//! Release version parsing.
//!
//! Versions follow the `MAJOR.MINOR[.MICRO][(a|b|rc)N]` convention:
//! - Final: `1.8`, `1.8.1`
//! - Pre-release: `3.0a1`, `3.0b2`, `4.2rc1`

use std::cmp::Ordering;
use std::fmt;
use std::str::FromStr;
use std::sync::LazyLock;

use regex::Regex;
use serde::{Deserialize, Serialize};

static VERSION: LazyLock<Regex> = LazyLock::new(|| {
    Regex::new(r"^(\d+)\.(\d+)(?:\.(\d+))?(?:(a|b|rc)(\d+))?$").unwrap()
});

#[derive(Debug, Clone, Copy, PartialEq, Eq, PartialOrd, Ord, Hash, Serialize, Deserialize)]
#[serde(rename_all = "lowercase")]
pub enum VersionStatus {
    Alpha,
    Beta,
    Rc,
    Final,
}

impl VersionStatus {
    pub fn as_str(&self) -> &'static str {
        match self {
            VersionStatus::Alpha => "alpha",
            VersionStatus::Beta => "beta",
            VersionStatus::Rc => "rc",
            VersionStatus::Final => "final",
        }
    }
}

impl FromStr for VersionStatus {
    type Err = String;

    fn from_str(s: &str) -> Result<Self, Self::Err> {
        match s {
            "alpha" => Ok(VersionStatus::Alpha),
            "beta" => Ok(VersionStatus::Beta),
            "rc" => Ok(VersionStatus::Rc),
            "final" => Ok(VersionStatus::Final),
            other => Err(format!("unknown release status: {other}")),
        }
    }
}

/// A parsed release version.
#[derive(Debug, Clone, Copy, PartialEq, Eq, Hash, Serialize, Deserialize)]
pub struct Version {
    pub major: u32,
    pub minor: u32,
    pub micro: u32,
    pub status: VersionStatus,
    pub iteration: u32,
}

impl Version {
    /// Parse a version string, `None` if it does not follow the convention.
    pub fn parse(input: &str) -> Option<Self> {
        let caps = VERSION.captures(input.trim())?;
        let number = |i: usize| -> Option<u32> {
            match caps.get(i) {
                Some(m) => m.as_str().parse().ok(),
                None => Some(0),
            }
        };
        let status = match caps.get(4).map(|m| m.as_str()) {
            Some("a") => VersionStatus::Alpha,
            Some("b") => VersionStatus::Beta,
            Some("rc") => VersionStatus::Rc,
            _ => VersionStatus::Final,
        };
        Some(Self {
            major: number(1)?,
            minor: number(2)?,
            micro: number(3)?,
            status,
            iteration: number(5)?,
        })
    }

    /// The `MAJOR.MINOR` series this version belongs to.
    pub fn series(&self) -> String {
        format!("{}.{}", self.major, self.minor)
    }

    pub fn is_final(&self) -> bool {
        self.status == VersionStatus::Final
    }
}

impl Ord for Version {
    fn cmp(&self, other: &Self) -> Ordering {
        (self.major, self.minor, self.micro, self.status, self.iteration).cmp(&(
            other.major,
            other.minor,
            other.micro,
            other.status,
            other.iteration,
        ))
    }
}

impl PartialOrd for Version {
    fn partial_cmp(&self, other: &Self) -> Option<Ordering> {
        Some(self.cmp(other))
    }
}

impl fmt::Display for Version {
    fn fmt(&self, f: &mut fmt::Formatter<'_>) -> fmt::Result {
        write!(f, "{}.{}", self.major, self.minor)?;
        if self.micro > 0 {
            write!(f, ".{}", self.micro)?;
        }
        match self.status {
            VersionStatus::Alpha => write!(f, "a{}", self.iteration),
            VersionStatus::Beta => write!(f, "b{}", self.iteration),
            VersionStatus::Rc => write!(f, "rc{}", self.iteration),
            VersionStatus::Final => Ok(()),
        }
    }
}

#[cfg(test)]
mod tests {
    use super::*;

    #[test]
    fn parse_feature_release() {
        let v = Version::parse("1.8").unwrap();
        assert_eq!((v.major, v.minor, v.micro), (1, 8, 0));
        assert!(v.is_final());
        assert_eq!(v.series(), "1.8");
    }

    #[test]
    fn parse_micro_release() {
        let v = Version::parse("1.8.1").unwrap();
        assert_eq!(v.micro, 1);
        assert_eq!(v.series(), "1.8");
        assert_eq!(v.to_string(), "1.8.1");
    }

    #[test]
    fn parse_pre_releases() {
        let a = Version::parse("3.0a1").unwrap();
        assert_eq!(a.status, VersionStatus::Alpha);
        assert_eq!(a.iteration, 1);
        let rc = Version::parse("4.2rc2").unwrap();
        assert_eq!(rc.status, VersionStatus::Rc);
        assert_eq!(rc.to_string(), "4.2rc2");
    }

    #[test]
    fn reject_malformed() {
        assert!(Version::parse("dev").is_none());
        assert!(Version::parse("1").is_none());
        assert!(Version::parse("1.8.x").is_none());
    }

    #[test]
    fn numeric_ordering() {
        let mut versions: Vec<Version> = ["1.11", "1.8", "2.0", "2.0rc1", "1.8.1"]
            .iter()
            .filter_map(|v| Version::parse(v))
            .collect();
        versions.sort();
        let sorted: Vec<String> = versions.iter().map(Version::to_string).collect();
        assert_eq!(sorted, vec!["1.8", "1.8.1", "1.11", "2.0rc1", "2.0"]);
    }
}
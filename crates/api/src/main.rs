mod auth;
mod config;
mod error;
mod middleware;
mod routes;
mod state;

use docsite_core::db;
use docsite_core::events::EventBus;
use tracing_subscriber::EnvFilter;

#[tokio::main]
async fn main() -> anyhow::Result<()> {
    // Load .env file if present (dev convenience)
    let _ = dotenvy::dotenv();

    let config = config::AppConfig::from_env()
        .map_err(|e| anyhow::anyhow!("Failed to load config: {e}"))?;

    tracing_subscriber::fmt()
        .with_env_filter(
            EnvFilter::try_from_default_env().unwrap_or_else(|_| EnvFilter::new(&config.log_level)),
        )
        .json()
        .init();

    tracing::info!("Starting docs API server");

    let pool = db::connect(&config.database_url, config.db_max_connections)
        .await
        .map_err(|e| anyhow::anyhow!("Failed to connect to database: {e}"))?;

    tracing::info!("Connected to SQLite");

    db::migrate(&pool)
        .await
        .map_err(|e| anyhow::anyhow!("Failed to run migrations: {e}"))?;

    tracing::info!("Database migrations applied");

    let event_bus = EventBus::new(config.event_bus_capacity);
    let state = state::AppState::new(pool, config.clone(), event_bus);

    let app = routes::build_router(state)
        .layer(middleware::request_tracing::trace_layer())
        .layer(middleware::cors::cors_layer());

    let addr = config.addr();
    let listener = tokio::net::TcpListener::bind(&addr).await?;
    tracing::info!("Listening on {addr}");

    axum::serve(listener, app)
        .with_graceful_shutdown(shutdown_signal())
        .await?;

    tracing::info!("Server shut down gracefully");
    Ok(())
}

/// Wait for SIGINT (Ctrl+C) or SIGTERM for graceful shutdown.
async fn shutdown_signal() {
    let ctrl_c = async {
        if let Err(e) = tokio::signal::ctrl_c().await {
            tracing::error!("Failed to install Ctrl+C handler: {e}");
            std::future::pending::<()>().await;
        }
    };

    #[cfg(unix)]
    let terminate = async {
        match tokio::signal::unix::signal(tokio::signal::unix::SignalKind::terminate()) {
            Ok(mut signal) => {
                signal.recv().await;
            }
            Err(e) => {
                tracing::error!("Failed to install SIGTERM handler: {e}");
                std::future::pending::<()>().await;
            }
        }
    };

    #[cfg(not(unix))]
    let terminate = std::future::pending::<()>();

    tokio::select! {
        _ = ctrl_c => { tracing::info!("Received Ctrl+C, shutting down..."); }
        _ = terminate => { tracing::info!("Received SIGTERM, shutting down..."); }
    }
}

-------

▶ [Exercise instructions] Your output should be an exact transcription of the line that holds "let terminate = std::future::pending::<()>();" and each line after it through the end of the listing above.

▶ [Response to this task]
    let terminate = std::future::pending::<()>();

    tokio::select! {
        _ = ctrl_c => { tracing::info!("Received Ctrl+C, shutting down..."); }
        _ = terminate => { tracing::info!("Received SIGTERM, shutting down..."); }
    }
}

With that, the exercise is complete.